* [Records for processing]
^^^^

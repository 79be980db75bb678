// SPDX-License-Identifier: BUSL-1.1
// Copyright (c) 2026 Alfred Jean LLC

// Allow panic!/unwrap/expect in test code
#![cfg_attr(test, allow(clippy::panic))]
#![cfg_attr(test, allow(clippy::unwrap_used))]
#![cfg_attr(test, allow(clippy::expect_used))]

//! Remote Jobs daemon library
//!
//! Configuration, startup and the HTTP surface; the `rjd` binary wires them
//! to signals and logging.

pub mod api;
pub mod config;
pub mod lifecycle;

pub use api::{api_routes, AppState, Backends};
pub use config::{Config, ConfigError, Paths};
pub use lifecycle::{open_runtime, startup, DaemonRuntime, DaemonState, LifecycleError, Live};
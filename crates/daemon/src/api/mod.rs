// SPDX-License-Identifier: BUSL-1.1
// Copyright (c) 2026 Alfred Jean LLC

//! HTTP surface of the daemon
//!
//! Routes:
//! - POST   /api/run                            - submit a run or schedule (multipart)
//! - GET    /api/run/{run_id}                   - run status with its configuration
//! - GET    /api/runs                           - run history
//! - GET    /api/logs/{run_id}                  - line-delimited event stream
//! - POST   /api/unlock                         - administrative unlock
//! - GET    /api/lock                           - current lock holder
//! - GET    /api/schedules                      - registered triggers
//! - DELETE /api/schedules/{name}               - remove a trigger
//! - POST   /api/schedules/{schedule_id}/trigger - materialize a run from a schedule
//! - GET    /api/check, /api/version            - liveness and version

pub mod error;
mod health;
mod lock;
mod runs;
mod schedules;

pub use error::{ApiError, ApiResult, ErrorResponse};
pub use health::{CheckResponse, VersionResponse};
pub use runs::{RunAccepted, ScheduleAccepted};

use axum::extract::DefaultBodyLimit;
use axum::Router;
use rj_adapters::{BatchDispatcher, CronScheduler, Workload};
use rj_core::{Clock, IdGen};
use rj_engine::Runtime;
use serde::{Deserialize, Serialize};
use std::sync::Arc;
use std::time::Instant;

/// Largest accepted upload, archive included
pub const MAX_UPLOAD_BYTES: usize = 512 * 1024 * 1024;

/// The adapter types one daemon runs with
pub trait Backends: Send + Sync + 'static {
    type Workload: Workload;
    type Dispatcher: BatchDispatcher;
    type Scheduler: CronScheduler;
    type Clock: Clock;
    type Ids: IdGen;
}

pub type BackendRuntime<B> = Runtime<
    <B as Backends>::Workload,
    <B as Backends>::Dispatcher,
    <B as Backends>::Scheduler,
    <B as Backends>::Clock,
    <B as Backends>::Ids,
>;

/// State shared by every handler
pub struct AppState<B: Backends> {
    pub runtime: Arc<BackendRuntime<B>>,
    pub start_time: Instant,
}

impl<B: Backends> AppState<B> {
    pub fn new(runtime: BackendRuntime<B>) -> Self {
        Self {
            runtime: Arc::new(runtime),
            start_time: Instant::now(),
        }
    }
}

impl<B: Backends> Clone for AppState<B> {
    fn clone(&self) -> Self {
        Self {
            runtime: Arc::clone(&self.runtime),
            start_time: self.start_time,
        }
    }
}

/// Plain acknowledgement body
#[derive(Debug, Serialize, Deserialize)]
pub struct MessageResponse {
    pub message: String,
}

impl MessageResponse {
    pub fn new(message: impl Into<String>) -> Self {
        Self {
            message: message.into(),
        }
    }
}

/// Build the `/api` router
pub fn api_routes<B: Backends>(state: AppState<B>) -> Router {
    Router::new()
        .nest("/api", health::router())
        .nest("/api", runs::router())
        .nest("/api", lock::router())
        .nest("/api", schedules::router())
        .layer(DefaultBodyLimit::max(MAX_UPLOAD_BYTES))
        .with_state(state)
}

#[cfg(test)]
#[path = "router_tests.rs"]
mod tests;
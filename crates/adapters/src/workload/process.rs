// SPDX-License-Identifier: BUSL-1.1
// Copyright (c) 2026 Alfred Jean LLC

//! Workload run as a child process

use super::{Workload, WorkloadContext, WorkloadError, WorkloadEvent, WorkloadOutcome};
use async_trait::async_trait;
use rj_core::log::names;
use rj_core::Level;
use serde_json::{Map, Value};
use std::process::Stdio;
use tokio::io::{AsyncBufReadExt, AsyncRead, BufReader};
use tokio::process::Command;
use tokio::sync::mpsc;

/// Which pipe a line came from
#[derive(Debug, Clone, Copy, PartialEq, Eq)]
pub enum Stream {
    Stdout,
    Stderr,
}

impl Stream {
    fn default_level(self) -> Level {
        match self {
            Stream::Stdout => Level::Info,
            Stream::Stderr => Level::Warn,
        }
    }
}

/// Runs `<program> <command> --flag value ...` in the input directory
#[derive(Clone, Copy, Debug, Default)]
pub struct ProcessWorkload;

impl ProcessWorkload {
    pub fn new() -> Self {
        Self
    }
}

#[async_trait]
impl Workload for ProcessWorkload {
    async fn invoke(
        &self,
        ctx: &WorkloadContext,
        events: mpsc::Sender<WorkloadEvent>,
    ) -> Result<WorkloadOutcome, WorkloadError> {
        if !ctx.input_dir.is_dir() {
            return Err(WorkloadError::MissingWorkingDir(ctx.input_dir.clone()));
        }

        let mut child = Command::new(&ctx.program)
            .args(ctx.invocation.to_args())
            .current_dir(&ctx.input_dir)
            .envs(ctx.process_env())
            .stdin(Stdio::null())
            .stdout(Stdio::piped())
            .stderr(Stdio::piped())
            .spawn()
            .map_err(|e| WorkloadError::SpawnFailed(format!("{}: {}", ctx.program, e)))?;

        let stdout = child.stdout.take().map(|out| {
            tokio::spawn(forward_lines(out, Stream::Stdout, events.clone()))
        });
        let stderr = child.stderr.take().map(|err| {
            tokio::spawn(forward_lines(err, Stream::Stderr, events.clone()))
        });
        drop(events);

        let status = child.wait().await?;

        // Drain both pipes before reporting the outcome
        for reader in [stdout, stderr].into_iter().flatten() {
            if let Err(e) = reader.await {
                tracing::warn!(error = %e, "workload output reader failed");
            }
        }

        Ok(if status.success() {
            WorkloadOutcome::succeeded()
        } else {
            WorkloadOutcome::failed(status.code())
        })
    }
}

async fn forward_lines<R>(pipe: R, stream: Stream, events: mpsc::Sender<WorkloadEvent>)
where
    R: AsyncRead + Unpin,
{
    let mut lines = BufReader::new(pipe).lines();
    loop {
        match lines.next_line().await {
            Ok(Some(line)) => {
                if line.trim().is_empty() {
                    continue;
                }
                // Receiver gone: keep draining so the child never blocks on a full pipe
                let _ = events.send(parse_line(stream, &line)).await;
            }
            Ok(None) => break,
            Err(e) => {
                tracing::warn!(error = %e, ?stream, "failed to read workload output");
                break;
            }
        }
    }
}

/// Map one output line to an event
///
/// JSON objects carrying `msg` or `message` keep their own level and
/// `name`/`event`. Structured logs that nest these fields under `info` are
/// understood too. Anything else is plain `workload_output`.
pub fn parse_line(stream: Stream, line: &str) -> WorkloadEvent {
    let plain =
        || WorkloadEvent::new(stream.default_level(), names::WORKLOAD_OUTPUT, line.trim_end());

    let Ok(Value::Object(root)) = serde_json::from_str::<Value>(line) else {
        return plain();
    };
    let fields = match root.get("info") {
        Some(Value::Object(info)) => info,
        _ => &root,
    };

    let Some(message) = string_field(fields, &["msg", "message"]) else {
        return plain();
    };
    let level = string_field(fields, &["level"])
        .and_then(|l| l.parse().ok())
        .unwrap_or(stream.default_level());
    let name = string_field(fields, &["name", "event"]).unwrap_or(names::WORKLOAD_OUTPUT);

    WorkloadEvent::new(level, name, message)
}

fn string_field<'a>(fields: &'a Map<String, Value>, keys: &[&str]) -> Option<&'a str> {
    keys.iter()
        .find_map(|key| fields.get(*key).and_then(Value::as_str))
}

#[cfg(test)]
#[path = "process_tests.rs"]
mod tests;
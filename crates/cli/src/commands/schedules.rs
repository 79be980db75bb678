// SPDX-License-Identifier: BUSL-1.1
// Copyright (c) 2026 Alfred Jean LLC

//! `rj schedules list|delete`

use anyhow::Result;
use clap::Subcommand;
use reqwest::StatusCode;

use super::Settings;
use crate::client::{ApiClient, ClientError};
use crate::error::RjError;
use crate::output::{self, ScheduleRow};

#[derive(Subcommand, Debug)]
pub enum SchedulesCommand {
    /// List registered schedules
    List,
    /// Remove a schedule's trigger
    Delete {
        /// Schedule name as shown by `rj schedules list`
        name: String,
    },
}

pub async fn handle(
    client: &ApiClient,
    command: SchedulesCommand,
    settings: &Settings,
) -> Result<()> {
    match command {
        SchedulesCommand::List => {
            let entries = client.schedules().await.map_err(RjError::from)?;
            let rows: Vec<ScheduleRow> = entries.into_iter().map(ScheduleRow).collect();
            output::print_list(&rows, ScheduleRow::HEADER, "No schedules", settings.format);
        }
        SchedulesCommand::Delete { name } => match client.delete_schedule(&name).await {
            Ok(message) => println!("{}", message),
            Err(ClientError::Api { status, .. }) if status == StatusCode::NOT_FOUND => {
                return Err(RjError::not_found(&format!("Schedule {}", name)).into());
            }
            Err(e) => return Err(RjError::from(e).into()),
        },
    }
    Ok(())
}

^^^^

* [Requirement] All lines carrying the word "clippy" must be copied from the data above.

* [Exercise result]
#![cfg_attr(test, allow(clippy::panic))]
#![cfg_attr(test, allow(clippy::unwrap_used))]
#![cfg_attr(test, allow(clippy::expect_used))]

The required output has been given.